There exist traditions that approached this understanding without elevating it into a metaphysical system of salvation, but I will not list them here – you can easily identify them yourself. They described a way of existing with minimal resistance to processes that will in any case unfold independently of our efforts. The difference lies in the fact that they did not promise nirvana, did not promise inner peace or transformation of consciousness. If you have already understood that struggle is meaningless, then why continue to struggle?
This is not the heroic asceticism of the Buddhist type, demanding renunciation for the sake of a higher goal. It is a simple recognition that active participation in economic, social, and emotional cycles requires energy that is spent on maintaining illusions. To consume only as much as is necessary for the functioning of the biological machine. To produce only as much as is required for this minimal consumption.
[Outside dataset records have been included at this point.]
//! Property-based invariant tests for scaling and the override pass.
//!
//! 1. Values `<= 1` are never scaled, whatever the key or screen.
//! 2. Horizontal and vertical scaling are linear in the screen size.
//! 3. The aspect factor stays inside its clamp bounds.
//! 4. Scaling and overrides preserve the tree's shape and key order.
//! 5. With every setting off, the override pass is the identity.

use proptest::prelude::*;
use stylekit_core::{
    AccessibilityKind, AccessibilitySettings, ColorScheme, CssColorResolver, Platform,
    ScreenDimensions,
};
use stylekit_style::{
    GrayscaleConverter, ScaleProperties, Scaler, StyleTree, StyleValue, Theme,
    apply_a11y_overrides,
};

// ── Strategies ────────────────────────────────────────────────────────────

fn screen() -> impl Strategy<Value = ScreenDimensions> {
    (200.0f64..2000.0, 200.0f64..3000.0).prop_map(|(w, h)| ScreenDimensions::new(w, h))
}

fn style_key() -> impl Strategy<Value = String> {
    prop_oneof![
        Just("width".to_owned()),
        Just("height".to_owned()),
        Just("margin".to_owned()),
        Just("fontSize".to_owned()),
        Just("opacity".to_owned()),
        Just("color".to_owned()),
        Just("backgroundColor".to_owned()),
        Just("fontWeight".to_owned()),
        Just("animationDuration".to_owned()),
        "[a-z]{1,8}",
    ]
}

fn leaf() -> impl Strategy<Value = StyleValue> {
    prop_oneof![
        (-50.0f64..500.0).prop_map(StyleValue::Number),
        prop_oneof![
            Just("#FFFFFF".to_owned()),
            Just("rgba(10, 20, 30, 0.5)".to_owned()),
            Just("bold".to_owned()),
            Just("transparent".to_owned()),
        ]
        .prop_map(StyleValue::Text),
    ]
}

fn tree() -> impl Strategy<Value = StyleTree> {
    let flat = prop::collection::vec((style_key(), leaf()), 0..6)
        .prop_map(|entries| entries.into_iter().collect::<StyleTree>());
    flat.prop_recursive(3, 32, 4, |inner| {
        prop::collection::vec((style_key(), inner.prop_map(StyleValue::Tree)), 0..4)
            .prop_map(|entries| entries.into_iter().collect::<StyleTree>())
    })
}

fn same_shape(a: &StyleTree, b: &StyleTree) -> bool {
    a.len() == b.len()
        && a.iter().zip(b.iter()).all(|((ka, va), (kb, vb))| {
            ka == kb
                && match (va, vb) {
                    (StyleValue::Tree(ta), StyleValue::Tree(tb)) => same_shape(ta, tb),
                    (StyleValue::Tree(_), _) | (_, StyleValue::Tree(_)) => false,
                    _ => true,
                }
        })
}

// ═══════════════════════════════════════════════════════════════════════════
// 1–3. Scaler arithmetic
// ═══════════════════════════════════════════════════════════════════════════

proptest! {
    #[test]
    fn small_values_are_identity(
        key in style_key(),
        value in -100.0f64..=1.0,
        screen in screen(),
        font_scale in 0.5f64..3.0,
    ) {
        let props = ScaleProperties::default();
        let scaler = Scaler::new(screen, font_scale, &props);
        prop_assert_eq!(scaler.scale_value(&key, value), value);
    }

    #[test]
    fn horizontal_is_linear_in_width(size in 0.0f64..1000.0, screen in screen()) {
        let props = ScaleProperties::default();
        let scaler = Scaler::new(screen, 1.0, &props);
        let expected = screen.width / 375.0 * size;
        prop_assert!((scaler.horizontal(size, None) - expected).abs() < 1e-9);
        let doubled = scaler.horizontal(size, Some(screen.width * 2.0));
        prop_assert!((doubled - 2.0 * expected).abs() < 1e-6);
    }

    #[test]
    fn vertical_is_linear_in_height(size in 0.0f64..1000.0, screen in screen()) {
        let props = ScaleProperties::default();
        let scaler = Scaler::new(screen, 1.0, &props);
        prop_assert!((scaler.vertical(size, None) - screen.height / 812.0 * size).abs() < 1e-9);
    }

    #[test]
    fn aspect_factor_is_clamped(size in 1.0f64..1000.0, screen in screen()) {
        let props = ScaleProperties::default();
        let factor = Scaler::new(screen, 1.0, &props).aspect(size) / size;
        prop_assert!((0.85 - 1e-12..=1.15 + 1e-12).contains(&factor));
    }
}

// ═══════════════════════════════════════════════════════════════════════════
// 4–5. Tree passes
// ═══════════════════════════════════════════════════════════════════════════

proptest! {
    #[test]
    fn scaling_preserves_shape(input in tree(), screen in screen()) {
        let props = ScaleProperties::default();
        let out = Scaler::new(screen, 1.2, &props).scale_style(&input);
        prop_assert!(same_shape(&input, &out));
    }

    #[test]
    fn overrides_preserve_shape(input in tree(), dark in any::<bool>()) {
        let scheme = if dark { ColorScheme::Dark } else { ColorScheme::Light };
        let settings = AccessibilityKind::ALL
            .iter()
            .fold(AccessibilitySettings::default(), |s, k| s.with(*k, Some(true)));
        let theme = Theme::default_light();
        let mut conv = GrayscaleConverter::new(scheme, &theme, Platform::Ios, &CssColorResolver);
        let out = apply_a11y_overrides(&input, &settings, &mut conv);
        prop_assert!(same_shape(&input, &out));
    }

    #[test]
    fn disabled_settings_are_identity(input in tree()) {
        let theme = Theme::default_light();
        let mut conv =
            GrayscaleConverter::new(ColorScheme::Light, &theme, Platform::Ios, &CssColorResolver);
        let out = apply_a11y_overrides(&input, &AccessibilitySettings::default(), &mut conv);
        prop_assert_eq!(out, input);
    }
}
When an action is necessary, to perform it with sufficient strength to achieve the immediate result, without excess, without an attempt to control consequences that lie beyond the limits of direct influence. The attempt to foresee and control distant consequences is a form of megalomania, the assumption that we are capable of calculating infinitely complex chains of cause and effect. The Stoic tries to control his reactions, the Buddhist tries to control his desires, the modern person tries to control career, relationships, the future. All these attempts arise from the assumption that control is possible and desirable. But if life is meaningless and will end in death regardless of our efforts, then it is more honest to admit that we do not know what will happen and therefore must limit ourselves to minimally necessary intervention. Even death is another form of active relation, requiring emotional investment. It will come in its own time, determined by the combination of biological processes and random factors. All that remains is to allow the process to proceed on its own.